The following appeared in the Routine Order of the General Commanding the 40th Division on 29 October 1916:
“The General Officer Commanding-in-Chief has awarded the Military Cross to Second Lieutenant L. N. Cook, 11th (Service) Battalion, The King’s Own (Royal Lancaster Regiment) for the following act of gallantry:
“On the night of 13-14 October 1916, this officer was in command of a raiding party, strength one officer and eleven other ranks. On getting half-way through the enemy’s wire, the party saw heads looking over the parapet at them. Second Lieutenant Cook promptly ordered bombs to be thrown and rushed into the trench, on gaining which he found himself alone with four Germans, the remainder of his party having entered the trench at another place. Two he killed with his revolver and a third he shot in the leg. The fourth attempted to escape down a dug-out into which Second Lieutenant Cook threw a bomb. He then returned to the wounded man and tried to carry him out of the trench, which he found he was unable to do alone, owing to the depth of the trench (12 feet). Useful information was obtained. Second Lieutenant Cook was slightly wounded in the head and knee. Since this officer joined the Battalion, 20 July 1916, he has done excellent work patrolling on many occasions.”
He was also awarded the King of Italy’s Silver Medal for Military Valour in May 1917, about the time of the capture of Beauchamp.
He had been promised that on his return from leave he should be promoted Captain.
His Commanding Officer wrote:
“His loss will make a gap which will be hard to fill, as he was exceptionally brave, and marked down for a promising career.”
The Chaplain wrote:
“I knew your son well, and had a very great respect for him, both as a soldier and as a real Christian, and lover of his men.”
His report from the Infantry School for Officers was as follows:
“Keen, competent, and reliabale.”
A brother officer wrote:
“I don’t expect your son told you how awfully well he was getting on in the Battalion, as he was not a man to blow his own trumpet. He was certainly the most promising Second Lieutenant we had, and, as you know, the first to get a Military Cross. He was admired and loved by us all. As for the men, they would go absolutely anywhere with him. I shall never forget him at Beauchamp, when we had to advance through the village and dig in the other side in daylight. We were having a very hot time of it, but he kept smiling through it all.”

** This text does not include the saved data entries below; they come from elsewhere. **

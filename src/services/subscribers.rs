//! Real-time subscriber registry and fan-out
//!
//! Each subscriber owns a bounded queue. Broadcast never waits on a slow
//! consumer: a full queue drops the event for that subscriber only, and a
//! closed queue unregisters it.

use crate::domain::alert::Alert;
use crate::domain::eta::EtaResult;
use crate::domain::types::{AlertId, GeofenceId, VehicleId};
use crate::infra::metrics::Metrics;
use chrono::{DateTime, Utc};
use parking_lot::RwLock;
use rustc_hash::FxHashMap;
use serde::Serialize;
use std::sync::atomic::{AtomicU64, Ordering};
use std::sync::Arc;
use tokio::sync::mpsc;
use tokio::sync::mpsc::error::TrySendError;
use tracing::{debug, info};

pub type SubscriberId = u64;

#[derive(Debug, Clone, PartialEq, Eq)]
pub enum Subscription {
    All,
    Geofence(GeofenceId),
    /// Registered but receiving no pushed events
    Muted,
}

impl Subscription {
    fn wants(&self, geofence_id: &GeofenceId) -> bool {
        match self {
            Subscription::All => true,
            Subscription::Geofence(id) => id == geofence_id,
            Subscription::Muted => false,
        }
    }
}

#[derive(Debug, Clone, PartialEq, Serialize)]
#[serde(rename_all = "camelCase")]
pub struct EtaUpdate {
    pub vehicle_id: VehicleId,
    pub geofence_id: GeofenceId,
    pub eta: EtaResult,
}

#[derive(Debug, Clone, PartialEq, Serialize)]
#[serde(rename_all = "camelCase")]
pub struct Acknowledgement {
    pub alert_id: AlertId,
    pub acknowledged_by: String,
    pub geofence_id: GeofenceId,
}

/// Events pushed to subscribers
#[derive(Debug, Clone)]
pub enum FeedEvent {
    GeofenceAlert(Alert),
    EtaUpdate(EtaUpdate),
    AlertAcknowledged(Acknowledgement),
}

impl FeedEvent {
    pub fn geofence_id(&self) -> &GeofenceId {
        match self {
            FeedEvent::GeofenceAlert(alert) => &alert.geofence_id,
            FeedEvent::EtaUpdate(update) => &update.geofence_id,
            FeedEvent::AlertAcknowledged(ack) => &ack.geofence_id,
        }
    }

    pub fn into_message(self, timestamp: DateTime<Utc>) -> ServerMessage {
        match self {
            FeedEvent::GeofenceAlert(data) => ServerMessage::GeofenceAlert { data, timestamp },
            FeedEvent::EtaUpdate(data) => ServerMessage::EtaUpdate { data, timestamp },
            FeedEvent::AlertAcknowledged(data) => {
                ServerMessage::AlertAcknowledged { data, timestamp }
            }
        }
    }
}

/// Everything the server sends over the feed, tagged by `type`
#[derive(Debug, Clone, PartialEq, Serialize)]
#[serde(tag = "type", rename_all = "snake_case")]
pub enum ServerMessage {
    Connection {
        message: String,
        timestamp: DateTime<Utc>,
    },
    Subscribed {
        message: String,
        #[serde(rename = "geofenceId", skip_serializing_if = "Option::is_none")]
        geofence_id: Option<GeofenceId>,
        timestamp: DateTime<Utc>,
    },
    Unsubscribed {
        message: String,
        timestamp: DateTime<Utc>,
    },
    Pong {
        timestamp: DateTime<Utc>,
    },
    Error {
        message: String,
        timestamp: DateTime<Utc>,
    },
    GeofenceAlert {
        data: Alert,
        timestamp: DateTime<Utc>,
    },
    EtaUpdate {
        data: EtaUpdate,
        timestamp: DateTime<Utc>,
    },
    AlertAcknowledged {
        data: Acknowledgement,
        timestamp: DateTime<Utc>,
    },
}

struct Subscriber {
    tx: mpsc::Sender<Arc<ServerMessage>>,
    subscription: Subscription,
}

pub struct SubscriberRegistry {
    next_id: AtomicU64,
    subscribers: RwLock<FxHashMap<SubscriberId, Subscriber>>,
    buffer: usize,
    metrics: Arc<Metrics>,
}

impl SubscriberRegistry {
    pub fn new(buffer: usize, metrics: Arc<Metrics>) -> Self {
        Self {
            next_id: AtomicU64::new(1),
            subscribers: RwLock::new(FxHashMap::default()),
            buffer: buffer.max(1),
            metrics,
        }
    }

    /// New subscribers receive every event until they narrow their subscription
    pub fn register(&self) -> (SubscriberId, mpsc::Receiver<Arc<ServerMessage>>) {
        let id = self.next_id.fetch_add(1, Ordering::Relaxed);
        let (tx, rx) = mpsc::channel(self.buffer);
        self.subscribers.write().insert(id, Subscriber { tx, subscription: Subscription::All });
        info!(subscriber_id = %id, "subscriber_registered");
        (id, rx)
    }

    pub fn set_subscription(&self, id: SubscriberId, subscription: Subscription) -> bool {
        match self.subscribers.write().get_mut(&id) {
            Some(subscriber) => {
                debug!(subscriber_id = %id, subscription = ?subscription, "subscription_changed");
                subscriber.subscription = subscription;
                true
            }
            None => false,
        }
    }

    pub fn unregister(&self, id: SubscriberId) {
        if self.subscribers.write().remove(&id).is_some() {
            info!(subscriber_id = %id, "subscriber_unregistered");
        }
    }

    /// Fan an event out to matching subscribers; returns how many accepted it
    pub fn broadcast(&self, event: FeedEvent) -> usize {
        let geofence_id = event.geofence_id().clone();
        let message = Arc::new(event.into_message(Utc::now()));

        let mut delivered = 0;
        let mut closed = Vec::new();
        {
            let subscribers = self.subscribers.read();
            for (id, subscriber) in subscribers.iter() {
                if !subscriber.subscription.wants(&geofence_id) {
                    continue;
                }
                match subscriber.tx.try_send(message.clone()) {
                    Ok(()) => delivered += 1,
                    Err(TrySendError::Full(_)) => {
                        self.metrics.record_broadcast_dropped();
                        debug!(subscriber_id = %id, "subscriber_queue_full");
                    }
                    Err(TrySendError::Closed(_)) => closed.push(*id),
                }
            }
        }

        if !closed.is_empty() {
            let mut subscribers = self.subscribers.write();
            for id in closed {
                subscribers.remove(&id);
                debug!(subscriber_id = %id, "subscriber_closed_removed");
            }
        }
        delivered
    }

    /// Direct reply to one subscriber, ignoring its subscription
    pub fn send_to(&self, id: SubscriberId, message: ServerMessage) -> bool {
        let subscribers = self.subscribers.read();
        match subscribers.get(&id) {
            Some(subscriber) => subscriber.tx.try_send(Arc::new(message)).is_ok(),
            None => false,
        }
    }

    pub fn len(&self) -> usize {
        self.subscribers.read().len()
    }

    pub fn is_empty(&self) -> bool {
        self.subscribers.read().is_empty()
    }
}

#[cfg(test)]
mod tests {
    use super::*;

    fn registry(buffer: usize) -> (SubscriberRegistry, Arc<Metrics>) {
        let metrics = Arc::new(Metrics::new());
        (SubscriberRegistry::new(buffer, metrics.clone()), metrics)
    }

    fn ack(geofence: &str) -> FeedEvent {
        FeedEvent::AlertAcknowledged(Acknowledgement {
            alert_id: AlertId::from("alert-1"),
            acknowledged_by: "dispatcher-7".to_string(),
            geofence_id: GeofenceId::from(geofence),
        })
    }

    #[tokio::test]
    async fn test_broadcast_respects_subscription() {
        let (registry, _) = registry(8);
        let (all_id, mut all_rx) = registry.register();
        let (one_id, mut one_rx) = registry.register();
        let (muted_id, mut muted_rx) = registry.register();
        assert!(registry.set_subscription(one_id, Subscription::Geofence(GeofenceId::from("gf-2"))));
        assert!(registry.set_subscription(muted_id, Subscription::Muted));

        assert_eq!(registry.broadcast(ack("gf-1")), 1);
        assert_eq!(registry.broadcast(ack("gf-2")), 2);

        assert!(matches!(*all_rx.recv().await.unwrap(), ServerMessage::AlertAcknowledged { .. }));
        assert!(all_rx.recv().await.is_some());
        let only = one_rx.recv().await.unwrap();
        match &*only {
            ServerMessage::AlertAcknowledged { data, .. } => {
                assert_eq!(data.geofence_id, GeofenceId::from("gf-2"))
            }
            other => panic!("unexpected {other:?}"),
        }
        assert!(one_rx.try_recv().is_err());
        assert!(muted_rx.try_recv().is_err());
        assert_eq!(registry.len(), 3);
        let _ = all_id;
    }

    #[tokio::test]
    async fn test_full_subscriber_does_not_block_others() {
        let (registry, metrics) = registry(1);
        let (_slow, _slow_rx) = registry.register();
        let (_fast, mut fast_rx) = registry.register();

        assert_eq!(registry.broadcast(ack("gf-1")), 2);
        fast_rx.recv().await.unwrap();
        // Slow queue is still full; only the fast subscriber gets this one
        assert_eq!(registry.broadcast(ack("gf-1")), 1);
        assert_eq!(metrics.broadcast_dropped_total(), 1);
        assert_eq!(registry.len(), 2);
    }

    #[tokio::test]
    async fn test_closed_subscriber_is_removed() {
        let (registry, _) = registry(4);
        let (_id, rx) = registry.register();
        drop(rx);
        assert_eq!(registry.broadcast(ack("gf-1")), 0);
        assert!(registry.is_empty());
    }

    #[tokio::test]
    async fn test_send_to_and_unregister() {
        let (registry, _) = registry(4);
        let (id, mut rx) = registry.register();
        assert!(registry.send_to(id, ServerMessage::Pong { timestamp: Utc::now() }));
        assert!(matches!(*rx.recv().await.unwrap(), ServerMessage::Pong { .. }));

        registry.unregister(id);
        assert!(!registry.send_to(id, ServerMessage::Pong { timestamp: Utc::now() }));
        assert!(!registry.set_subscription(id, Subscription::All));
    }

    #[test]
    fn test_server_message_wire_format() {
        let message = ServerMessage::Subscribed {
            message: "Subscribed to gf-1".to_string(),
            geofence_id: Some(GeofenceId::from("gf-1")),
            timestamp: Utc::now(),
        };
        let json = serde_json::to_value(&message).unwrap();
        assert_eq!(json["type"], "subscribed");
        assert_eq!(json["geofenceId"], "gf-1");

        let json = serde_json::to_value(ack("gf-1").into_message(Utc::now())).unwrap();
        assert_eq!(json["type"], "alert_acknowledged");
        assert_eq!(json["data"]["alertId"], "alert-1");
        assert_eq!(json["data"]["acknowledgedBy"], "dispatcher-7");
    }
}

A notice of him appeared in the Meteor of 31 July 1917 (No. 611).’
Cook’s poem, “Plymouth Sound”, appeared in the Soldier Poet series, More Songs by the Fighting Men (Published by Erskine MacDonald Ltd., December 1917):
‘Obedient to the echoed harbour gun
The homing traffic on the water’s breast
Fold up their tawny wings and take their rest.

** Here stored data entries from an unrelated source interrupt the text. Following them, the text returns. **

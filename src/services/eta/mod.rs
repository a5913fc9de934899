//! Multi-strategy arrival estimation
//!
//! Strategy selection, from cheapest to most expensive:
//! - closer than `arrived_meters` - zero minutes, no external call
//! - no usable motion signal or stale fix - historical average speed
//! - further than `routing_max_distance_meters` - GPS projection
//! - moving and heading roughly at the geofence - routing provider, if the
//!   per-minute budget allows
//! - otherwise GPS projection
//!
//! One engine is built per process and shared; cache and rate limiter are
//! fields of the engine rather than globals.

pub mod cache;
pub mod rate_limiter;

use crate::domain::eta::{Confidence, EtaMethod, EtaResult};
use crate::domain::geofence::Geofence;
use crate::domain::types::{GeofenceId, LatLon, VehicleId, VehicleLocation};
use crate::error::{GeofenceError, RoutingError};
use crate::infra::config::Config;
use crate::infra::metrics::Metrics;
use crate::io::location_store::LocationStore;
use crate::io::routing::RoutingProvider;
use crate::services::geofence_store::GeofenceStore;
use crate::services::spatial;
use cache::{CacheKey, EtaCache};
use chrono::Utc;
use parking_lot::Mutex;
use rate_limiter::RateLimiter;
use serde::Serialize;
use std::sync::Arc;
use tokio::time::{Duration, Instant};
use tracing::{debug, warn};

/// Extra time applied to projections when the vehicle is not heading at the target
const MISALIGNED_PENALTY: f64 = 1.3;
/// Projection confidence thresholds
const HIGH_CONFIDENCE_SPEED_KMH: f64 = 10.0;
const HIGH_CONFIDENCE_MAX_METERS: f64 = 2000.0;
const LOW_CONFIDENCE_MIN_METERS: f64 = 4000.0;

#[derive(Debug, Clone)]
pub struct EtaSettings {
    pub cache_ttl: Duration,
    pub cache_capacity: usize,
    pub arrived_meters: f64,
    pub routing_max_distance_meters: f64,
    pub routing_heading_tolerance_deg: f64,
    /// At or below this speed the vehicle is treated as stationary
    pub min_speed_kmh: f64,
    /// Assumed average speed for stationary vehicles and the historical fallback
    pub fallback_speed_kmh: f64,
    pub stale_after: Duration,
    pub routing_timeout: Duration,
    pub max_calls_per_minute: usize,
}

impl Default for EtaSettings {
    fn default() -> Self {
        Self {
            cache_ttl: Duration::from_secs(60),
            cache_capacity: 1000,
            arrived_meters: 100.0,
            routing_max_distance_meters: 5000.0,
            routing_heading_tolerance_deg: 45.0,
            min_speed_kmh: 5.0,
            fallback_speed_kmh: 25.0,
            stale_after: Duration::from_secs(300),
            routing_timeout: Duration::from_secs(3),
            max_calls_per_minute: 20,
        }
    }
}

impl EtaSettings {
    pub fn from_config(config: &Config) -> Self {
        let eta = config.eta();
        let routing = config.routing();
        Self {
            cache_ttl: Duration::from_secs(eta.cache_ttl_secs),
            cache_capacity: eta.cache_capacity,
            arrived_meters: eta.arrived_meters,
            routing_max_distance_meters: eta.routing_max_distance_meters,
            routing_heading_tolerance_deg: eta.routing_heading_tolerance_deg,
            min_speed_kmh: eta.min_speed_kmh,
            fallback_speed_kmh: eta.fallback_speed_kmh,
            stale_after: Duration::from_secs(eta.stale_after_secs),
            routing_timeout: Duration::from_millis(routing.timeout_ms),
            max_calls_per_minute: routing.max_calls_per_minute,
        }
    }
}

#[derive(Debug, Clone, Serialize)]
#[serde(rename_all = "camelCase")]
pub struct EtaCacheStats {
    pub size: usize,
    pub hits: u64,
    pub misses: u64,
    pub api_calls_in_window: usize,
    pub max_calls_per_minute: usize,
    pub rate_limited: bool,
}

pub struct EtaEngine {
    settings: EtaSettings,
    locations: Arc<dyn LocationStore>,
    geofences: Arc<GeofenceStore>,
    routing: Option<Arc<dyn RoutingProvider>>,
    metrics: Arc<Metrics>,
    cache: Mutex<EtaCache>,
    limiter: Mutex<RateLimiter>,
}

impl EtaEngine {
    pub fn new(
        settings: EtaSettings,
        locations: Arc<dyn LocationStore>,
        geofences: Arc<GeofenceStore>,
        routing: Option<Arc<dyn RoutingProvider>>,
        metrics: Arc<Metrics>,
    ) -> Self {
        let cache = EtaCache::new(settings.cache_ttl, settings.cache_capacity);
        let limiter = RateLimiter::per_minute(settings.max_calls_per_minute);
        Self {
            settings,
            locations,
            geofences,
            routing,
            metrics,
            cache: Mutex::new(cache),
            limiter: Mutex::new(limiter),
        }
    }

    /// Estimate for a vehicle and geofence by id.
    ///
    /// `None` when either is unknown or the lookup failed.
    pub async fn calculate_eta(
        &self,
        vehicle_id: &VehicleId,
        geofence_id: &GeofenceId,
    ) -> Option<EtaResult> {
        let location = match self.locations.latest(vehicle_id).await {
            Ok(Some(location)) => location,
            Ok(None) => return None,
            Err(e) => {
                warn!(vehicle_id = %vehicle_id, error = %e, "eta_location_lookup_failed");
                return None;
            }
        };

        let geofence = match self.geofences.get(geofence_id).await {
            Ok(geofence) => geofence,
            Err(GeofenceError::NotFound(_)) => return None,
            Err(e) => {
                warn!(geofence_id = %geofence_id, error = %e, "eta_geofence_lookup_failed");
                return None;
            }
        };

        Some(self.estimate(&location, &geofence).await)
    }

    /// Estimate for an already-fetched location and geofence
    pub async fn estimate(&self, location: &VehicleLocation, geofence: &Geofence) -> EtaResult {
        let origin = location.position();
        let anchor = geofence.anchor();
        let distance = spatial::distance_meters(origin, anchor);

        let key = CacheKey::new(origin, &geofence.id, location.speed_kmh);
        let cached = self.cache.lock().get(&key, Instant::now());
        if let Some(hit) = cached {
            debug!(vehicle_id = %location.vehicle_id, geofence_id = %geofence.id, "eta_cache_hit");
            return hit;
        }

        let result = self.compute(location, origin, anchor, distance).await;
        self.metrics.record_eta(result.method);
        debug!(
            vehicle_id = %location.vehicle_id,
            geofence_id = %geofence.id,
            minutes = %result.estimated_arrival_minutes,
            method = %result.method.as_str(),
            "eta_computed"
        );

        if result.confidence != Confidence::Low {
            self.cache.lock().insert(key, result.clone(), Instant::now());
        }
        result
    }

    async fn compute(
        &self,
        location: &VehicleLocation,
        origin: LatLon,
        anchor: LatLon,
        distance: f64,
    ) -> EtaResult {
        if distance < self.settings.arrived_meters {
            return EtaResult::arrived(distance);
        }

        if !location.has_motion_signal() || self.is_stale(location) {
            return self.historical_average(distance);
        }

        let speed = location.speed_kmh;
        let bearing = spatial::bearing_degrees(origin, anchor);
        let deviation = spatial::heading_deviation(location.heading_deg, bearing);

        if distance <= self.settings.routing_max_distance_meters
            && speed > self.settings.min_speed_kmh
            && deviation <= self.settings.routing_heading_tolerance_deg
        {
            if let Some(routed) = self.try_routing(origin, anchor).await {
                return routed;
            }
        }

        self.project(distance, speed, deviation)
    }

    fn is_stale(&self, location: &VehicleLocation) -> bool {
        let age = Utc::now().signed_duration_since(location.observed_at);
        age.to_std().is_ok_and(|age| age > self.settings.stale_after)
    }

    /// One routing call within budget; `None` means fall back to projection
    async fn try_routing(&self, origin: LatLon, anchor: LatLon) -> Option<EtaResult> {
        let provider = self.routing.as_ref()?;

        if !self.limiter.lock().try_acquire(Instant::now()) {
            debug!("eta_routing_budget_exhausted");
            return None;
        }
        self.metrics.record_routing_call();

        let outcome = tokio::time::timeout(self.settings.routing_timeout, provider.route(origin, anchor))
            .await
            .unwrap_or(Err(RoutingError::Timeout));

        match outcome {
            Ok(route) => Some(EtaResult {
                estimated_arrival_minutes: EtaResult::round_minutes(route.duration_seconds / 60.0),
                distance_meters: route.distance_meters,
                route: Some(route),
                confidence: Confidence::High,
                method: EtaMethod::RoutingApi,
            }),
            Err(RoutingError::RateLimited) => {
                self.limiter.lock().exhaust(Instant::now());
                self.metrics.record_routing_rate_limited();
                warn!("eta_routing_rate_limited");
                None
            }
            Err(e) => {
                self.metrics.record_routing_failure();
                warn!(error = %e, "eta_routing_failed");
                None
            }
        }
    }

    fn project(&self, distance: f64, speed: f64, deviation: f64) -> EtaResult {
        let moving = speed > self.settings.min_speed_kmh;
        let aligned = deviation <= self.settings.routing_heading_tolerance_deg;
        let effective_speed = if moving { speed } else { self.settings.fallback_speed_kmh };

        let mut minutes = distance / 1000.0 / effective_speed * 60.0;
        if !aligned {
            minutes *= MISALIGNED_PENALTY;
        }

        let confidence = if aligned
            && speed > HIGH_CONFIDENCE_SPEED_KMH
            && distance < HIGH_CONFIDENCE_MAX_METERS
        {
            Confidence::High
        } else if !aligned || !moving || distance > LOW_CONFIDENCE_MIN_METERS {
            Confidence::Low
        } else {
            Confidence::Medium
        };

        EtaResult {
            estimated_arrival_minutes: EtaResult::round_minutes(minutes),
            distance_meters: distance,
            route: None,
            confidence,
            method: EtaMethod::GpsProjection,
        }
    }

    fn historical_average(&self, distance: f64) -> EtaResult {
        let minutes = distance / 1000.0 / self.settings.fallback_speed_kmh * 60.0;
        EtaResult {
            estimated_arrival_minutes: EtaResult::round_minutes(minutes),
            distance_meters: distance,
            route: None,
            confidence: Confidence::Medium,
            method: EtaMethod::HistoricalAverage,
        }
    }

    pub fn cache_stats(&self) -> EtaCacheStats {
        let (size, hits, misses) = {
            let cache = self.cache.lock();
            (cache.len(), cache.hits(), cache.misses())
        };
        let now = Instant::now();
        let mut limiter = self.limiter.lock();
        EtaCacheStats {
            size,
            hits,
            misses,
            api_calls_in_window: limiter.in_window(now),
            max_calls_per_minute: limiter.max_per_window(),
            rate_limited: limiter.is_limited(now),
        }
    }

    /// Drop expired cache entries
    pub fn sweep_cache(&self) -> usize {
        self.cache.lock().sweep(Instant::now())
    }
}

The pale-eyed stars already one by one
Steal softly forth to look upon the sun,
So proudly parting. While from island-nest,
Deep-shadowed cove, torn slope, or purple crest,
All things give praise to God in unison.
Then, brothers - for the time is very near
When I, the youngest floweret of the heath,
Will open in the gloomy courts of Fear,
Perchance to crown the pallid brow of Death -
Oh let me, clinging to greensward here,
Drink in God’s quietness with every breath.’
Cook is buried in the Fifteen Ravine British Cemetery, Villers-Plouich, France.